= Assignment =
From the records below, transcribe exactly the lines that begin at the line with "let mut url" and end at the line with "url.set_fragment(None);", both included.

╭─ Material supplied

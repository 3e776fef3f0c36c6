use url::Url;

const TRACKING_PARAMS: [&str; 10] = [
    "utm_source",
    "utm_medium",
    "utm_campaign",
    "utm_term",
    "utm_content",
    "gclid",
    "fbclid",
    "ref",
    "_ga",
    "_gid",
];

/// Absolute, same-origin form of a discovered link, without fragment or
/// tracking parameters. `None` for anything that can't be made into one.
pub fn normalize_discovered_url(raw: &str, base: &Url) -> Option<String> {
    let raw = raw.trim();
    if raw.is_empty() {
        return None;
    }

    let mut url = if raw.starts_with("http://") || raw.starts_with("https://") {
        Url::parse(raw).ok()?
    } else if raw.starts_with('/') {
        base.join(raw).ok()?
    } else {
        base.join(&format!("/{raw}")).ok()?
    };

    url.set_fragment(None);
    strip_tracking(&mut url);

    if url.origin() != base.origin() {
        return None;
    }
    Some(url.to_string())
}

fn strip_tracking(url: &mut Url) {
    if url.query().is_none() {
        return;
    }
    let pairs: Vec<(String, String)> = url.query_pairs().into_owned().collect();
    let kept: Vec<&(String, String)> = pairs
        .iter()
        .filter(|(k, _)| !TRACKING_PARAMS.contains(&k.as_str()))
        .collect();

    if kept.is_empty() {
        url.set_query(None);
    } else if kept.len() != pairs.len() {
        url.query_pairs_mut()
            .clear()
            .extend_pairs(kept.iter().map(|(k, v)| (k.as_str(), v.as_str())));
    }
}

╰─

= Your solution =
    let mut url = if raw.starts_with("http://") || raw.starts_with("https://") {
        Url::parse(raw).ok()?
    } else if raw.starts_with('/') {
        base.join(raw).ok()?
    } else {
        base.join(&format!("/{raw}")).ok()?
    };

    url.set_fragment(None);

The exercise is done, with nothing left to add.